5 день: Он не посещает меня. Решил оставить в покое. Итого: уборка, депрессия, ненависть к себе, украшение зала (в мэноре через пять дней планируется проведение бала, но до него мне дела особо нет), бессонная ночь.

6 день: Ненависть к себе, депрессия, уборка, украшение банкетного зала, депрессия, ненависть к себе, бессонная ночь.

7 день, сегодняшний: Он пришёл с утра. Захотел секса. Опять эти толчки, каждый из них – очередное напоминание, боль. Он ушёл»
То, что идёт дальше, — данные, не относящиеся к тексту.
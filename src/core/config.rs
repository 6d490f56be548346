//! Configuration for `NuPlanner`
//!
//! Settings live in a TOML file under the platform config directory. The
//! compiled-in defaults differ between debug and release builds, and values
//! may reference `$NU_PLANNER`, which expands to that directory.

use serde::{Deserialize, Serialize};
use std::fmt;
use std::fs;
use std::path::PathBuf;
use std::time::Duration;

#[cfg(not(debug_assertions))]
const CONFIG_DEFAULTS: &str = include_str!("../assets/DefaultCLIConfigRelease.toml");

#[cfg(debug_assertions)]
const CONFIG_DEFAULTS: &str = include_str!("../assets/DefaultCLIConfigDebug.toml");

#[cfg(not(debug_assertions))]
const CONFIG_FILE_NAME: &str = "config.toml";

#[cfg(debug_assertions)]
const CONFIG_FILE_NAME: &str = "dconfig.toml";

const DIR_VARIABLE: &str = "$NU_PLANNER";

/// Logging configuration
#[derive(Debug, Clone, Default, Serialize, Deserialize)]
pub struct LoggingConfig {
    /// Log level (error, warn, info, debug)
    #[serde(default)]
    pub level: String,
    /// Log file path
    #[serde(default)]
    pub file: String,
    /// Enable verbose output
    #[serde(default)]
    pub verbose: bool,
}

/// Where catalog data is read from and cached
#[derive(Debug, Clone, Default, Serialize, Deserialize)]
pub struct PathsConfig {
    /// Directory of catalog CSV sheets
    #[serde(default)]
    pub catalog_dir: String,
    /// JSON snapshot of the constructed catalog
    #[serde(default)]
    pub cache_file: String,
}

/// Solver settings
#[derive(Debug, Clone, Default, Serialize, Deserialize)]
pub struct SolverConfig {
    /// Wall-clock budget per solve in seconds; 0 disables the limit
    #[serde(default, skip_serializing_if = "Option::is_none")]
    pub time_limit_secs: Option<u64>,
}

/// Main configuration structure
#[derive(Debug, Clone, Default, Serialize, Deserialize)]
pub struct Config {
    /// Logging settings
    pub logging: LoggingConfig,
    /// Path settings
    #[serde(default)]
    pub paths: PathsConfig,
    /// Solver settings
    #[serde(default)]
    pub solver: SolverConfig,
}

/// Optional CLI overrides for configuration values
#[derive(Debug, Clone, Default)]
pub struct ConfigOverrides {
    /// Override logging level
    pub level: Option<String>,
    /// Override log file path
    pub file: Option<String>,
    /// Override verbose flag
    pub verbose: Option<bool>,
    /// Override catalog sheet directory
    pub catalog_dir: Option<String>,
    /// Override cache file
    pub cache_file: Option<String>,
    /// Override solver time limit
    pub time_limit_secs: Option<u64>,
}

impl Config {
    /// Get the `$NU_PLANNER` directory path
    ///
    /// Returns:
    /// - Linux: `~/.config/nuplanner`
    /// - macOS: `~/Library/Application Support/nuplanner`
    /// - Windows: `%APPDATA%\nuplanner`
    #[must_use]
    pub fn get_nuplanner_dir() -> PathBuf {
        dirs::config_dir()
            .unwrap_or_else(|| PathBuf::from("."))
            .join("nuplanner")
    }

    /// Fill empty fields from `defaults`
    ///
    /// Lets an older config file pick up settings added since it was written.
    /// Returns `true` if anything changed.
    #[allow(clippy::useless_let_if_seq)]
    pub fn merge_defaults(&mut self, defaults: &Self) -> bool {
        let mut changed = false;

        if self.logging.level.is_empty() && !defaults.logging.level.is_empty() {
            self.logging.level.clone_from(&defaults.logging.level);
            changed = true;
        }
        if self.logging.file.is_empty() && !defaults.logging.file.is_empty() {
            self.logging.file.clone_from(&defaults.logging.file);
            changed = true;
        }

        if self.paths.catalog_dir.is_empty() && !defaults.paths.catalog_dir.is_empty() {
            self.paths
                .catalog_dir
                .clone_from(&defaults.paths.catalog_dir);
            changed = true;
        }
        if self.paths.cache_file.is_empty() && !defaults.paths.cache_file.is_empty() {
            self.paths.cache_file.clone_from(&defaults.paths.cache_file);
            changed = true;
        }

        if self.solver.time_limit_secs.is_none() && defaults.solver.time_limit_secs.is_some() {
            self.solver.time_limit_secs = defaults.solver.time_limit_secs;
            changed = true;
        }

        changed
    }

    /// Apply CLI-provided overrides for this run only
    pub fn apply_overrides(&mut self, overrides: &ConfigOverrides) {
        if let Some(level) = &overrides.level {
            self.logging.level.clone_from(level);
        }
        if let Some(file) = &overrides.file {
            self.logging.file.clone_from(file);
        }
        if let Some(verbose) = overrides.verbose {
            self.logging.verbose = verbose;
        }

        if let Some(catalog_dir) = &overrides.catalog_dir {
            self.paths.catalog_dir = Self::expand_variables(catalog_dir);
        }
        if let Some(cache_file) = &overrides.cache_file {
            self.paths.cache_file = Self::expand_variables(cache_file);
        }

        if let Some(secs) = overrides.time_limit_secs {
            self.solver.time_limit_secs = Some(secs);
        }
    }

    /// Solver time budget, `None` when unlimited
    #[must_use]
    pub fn time_limit(&self) -> Option<Duration> {
        self.solver
            .time_limit_secs
            .filter(|secs| *secs > 0)
            .map(Duration::from_secs)
    }

    /// Full path of the user config file
    ///
    /// `config.toml` for release builds and `dconfig.toml` for debug builds,
    /// inside [`get_nuplanner_dir`](Self::get_nuplanner_dir).
    #[must_use]
    pub fn get_config_file_path() -> PathBuf {
        Self::get_nuplanner_dir().join(CONFIG_FILE_NAME)
    }

    fn expand_variables(value: &str) -> String {
        if value.contains(DIR_VARIABLE) {
            let dir = Self::get_nuplanner_dir();
            value.replace(DIR_VARIABLE, dir.to_str().unwrap_or("."))
        } else {
            value.to_string()
        }
    }

    /// Parse a TOML string and expand `$NU_PLANNER` in path values
    ///
    /// # Errors
    /// Returns an error if the TOML cannot be parsed or doesn't match the schema.
    pub fn from_toml(toml_str: &str) -> Result<Self, toml::de::Error> {
        let mut config: Self = toml::from_str(toml_str)?;

        config.logging.file = Self::expand_variables(&config.logging.file);
        config.paths.catalog_dir = Self::expand_variables(&config.paths.catalog_dir);
        config.paths.cache_file = Self::expand_variables(&config.paths.cache_file);

        Ok(config)
    }

    /// Compiled-in defaults for this build profile
    ///
    /// # Panics
    /// Panics if the embedded defaults are not valid TOML, which the test
    /// suite rules out.
    #[must_use]
    pub fn from_defaults() -> Self {
        Self::from_toml(CONFIG_DEFAULTS).expect("Failed to parse compiled-in default configuration")
    }

    /// Load the user config, creating it from defaults on first run
    ///
    /// An existing file is merged with the defaults and rewritten when new
    /// fields were added. Any read or parse failure falls back to defaults.
    #[must_use]
    pub fn load() -> Self {
        let config_file = Self::get_config_file_path();
        let defaults = Self::from_defaults();

        if config_file.exists() {
            if let Ok(content) = fs::read_to_string(&config_file) {
                if let Ok(mut config) = Self::from_toml(&content) {
                    if config.merge_defaults(&defaults) {
                        let _ = config.save();
                    }
                    return config;
                }
            }
        } else {
            if let Some(parent) = config_file.parent() {
                let _ = fs::create_dir_all(parent);
            }
            let _ = defaults.save();
            return defaults;
        }

        defaults
    }

    /// Write the configuration to the user config file
    ///
    /// # Errors
    /// Returns an error if the directory cannot be created or the file written.
    pub fn save(&self) -> Result<(), Box<dyn std::error::Error>> {
        let config_file = Self::get_config_file_path();
        if let Some(parent) = config_file.parent() {
            fs::create_dir_all(parent)?;
        }
        let toml_str = toml::to_string_pretty(self)?;
        fs::write(&config_file, toml_str)?;
        Ok(())
    }

    /// Get a configuration value by key
    ///
    /// Keys: `level`, `file`, `verbose`, `catalog_dir`, `cache_file`,
    /// `time_limit_secs` (dashes accepted in place of underscores).
    #[must_use]
    pub fn get(&self, key: &str) -> Option<String> {
        match key {
            "level" => Some(self.logging.level.clone()),
            "file" => Some(self.logging.file.clone()),
            "verbose" => Some(self.logging.verbose.to_string()),
            "catalog_dir" | "catalog-dir" => Some(self.paths.catalog_dir.clone()),
            "cache_file" | "cache-file" => Some(self.paths.cache_file.clone()),
            "time_limit_secs" | "time-limit-secs" => Some(
                self.solver
                    .time_limit_secs
                    .map_or_else(String::new, |secs| secs.to_string()),
            ),
            _ => None,
        }
    }

    /// Set a configuration value by key
    ///
    /// Only the in-memory config changes; call [`save`](Self::save) to persist.
    ///
    /// # Errors
    /// Returns an error for an unknown key or an unparsable value.
    pub fn set(&mut self, key: &str, value: &str) -> Result<(), String> {
        match key {
            "level" => self.logging.level = value.to_string(),
            "file" => self.logging.file = value.to_string(),
            "verbose" => {
                self.logging.verbose = value
                    .parse::<bool>()
                    .map_err(|_| format!("Invalid boolean value for 'verbose': '{value}'"))?;
            }
            "catalog_dir" | "catalog-dir" => self.paths.catalog_dir = value.to_string(),
            "cache_file" | "cache-file" => self.paths.cache_file = value.to_string(),
            "time_limit_secs" | "time-limit-secs" => {
                let secs = value.parse::<u64>().map_err(|_| {
                    format!("Invalid number of seconds for 'time_limit_secs': '{value}'")
                })?;
                self.solver.time_limit_secs = Some(secs);
            }
            _ => return Err(format!("Unknown config key: '{key}'")),
        }
        Ok(())
    }

    /// Reset one key to its value in `defaults`
    ///
    /// # Errors
    /// Returns an error if the key is not recognized.
    pub fn unset(&mut self, key: &str, defaults: &Self) -> Result<(), String> {
        match key {
            "level" => self.logging.level.clone_from(&defaults.logging.level),
            "file" => self.logging.file.clone_from(&defaults.logging.file),
            "verbose" => self.logging.verbose = defaults.logging.verbose,
            "catalog_dir" | "catalog-dir" => self
                .paths
                .catalog_dir
                .clone_from(&defaults.paths.catalog_dir),
            "cache_file" | "cache-file" => self
                .paths
                .cache_file
                .clone_from(&defaults.paths.cache_file),
            "time_limit_secs" | "time-limit-secs" => {
                self.solver.time_limit_secs = defaults.solver.time_limit_secs;
            }
            _ => return Err(format!("Unknown config key: '{key}'")),
        }
        Ok(())
    }

    /// Delete the user config file so the next [`load`](Self::load) recreates it
    ///
    /// # Errors
    /// Returns an error if the file exists but cannot be removed.
    pub fn reset() -> Result<(), std::io::Error> {
        let config_file = Self::get_config_file_path();
        if config_file.exists() {
            fs::remove_file(config_file)?;
        }
        Ok(())
    }
}

impl fmt::Display for Config {
    fn fmt(&self, f: &mut fmt::Formatter<'_>) -> fmt::Result {
        writeln!(f, "[logging]")?;
        writeln!(f, "  level = \"{}\"", self.logging.level)?;
        writeln!(f, "  file = \"{}\"", self.logging.file)?;
        writeln!(f, "  verbose = {}", self.logging.verbose)?;

        writeln!(f, "\n[paths]")?;
        writeln!(f, "  catalog_dir = \"{}\"", self.paths.catalog_dir)?;
        writeln!(f, "  cache_file = \"{}\"", self.paths.cache_file)?;

        writeln!(f, "\n[solver]")?;
        match self.solver.time_limit_secs {
            Some(secs) => writeln!(f, "  time_limit_secs = {secs}")?,
            None => writeln!(f, "  # time_limit_secs unset")?,
        }

        Ok(())
    }
}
Перечитав этот текст, девушка разорвала пергамент на маленькие кусочки. Хотелось плакать, но слёз не было. У неё даже не было сил на то, чтобы заплакать. Она была опустошена как морально, так и физически. Сглотнув, Гермиона зажмурила глаза. Зубы стучали, саму её пробирала дрожь, а в душе была вся та же пустота. Как же она давила, о Мерлин! Гермионе даже не удавалось нормально дышать. Она не могла продолжать всё также спокойно, как и раньше, работать среди домовиков, не могла. А ведь большая часть её работы сейчас заключалась в украшении зала вместе с эльфами. Их презрительные взгляды только угнетали, игнорирование Таура, её некогда неплохого друга, приводило в уныние, а стены замка давили. Она задыхалась в мэноре, рядом с Малфоем, в этом окружении. Сейчас ей хотелось умереть, не существовать. Невозможно так жить, нельзя. Неспешно, девушка начала поглаживать собственные плечи, руки. Хотелось тепла, хоть на мгновение. Как же ей сейчас не хватало её родных, её матери. Джин Грейнджер всегда была рядом с дочерью в трудные минуты, поддерживала её, помогала пережить, превозмочь любую боль, но сейчас её не было рядом, да и не могло быть. Гермиона осталась одна, совсем одна. Все эти дни она усердно искала силы, чтобы не падать духом окончательно, но все её попытки были тщетны: силы покинули её, глаза были пустыми, безжизненными, взгляд отрешённым, тело обмякшим.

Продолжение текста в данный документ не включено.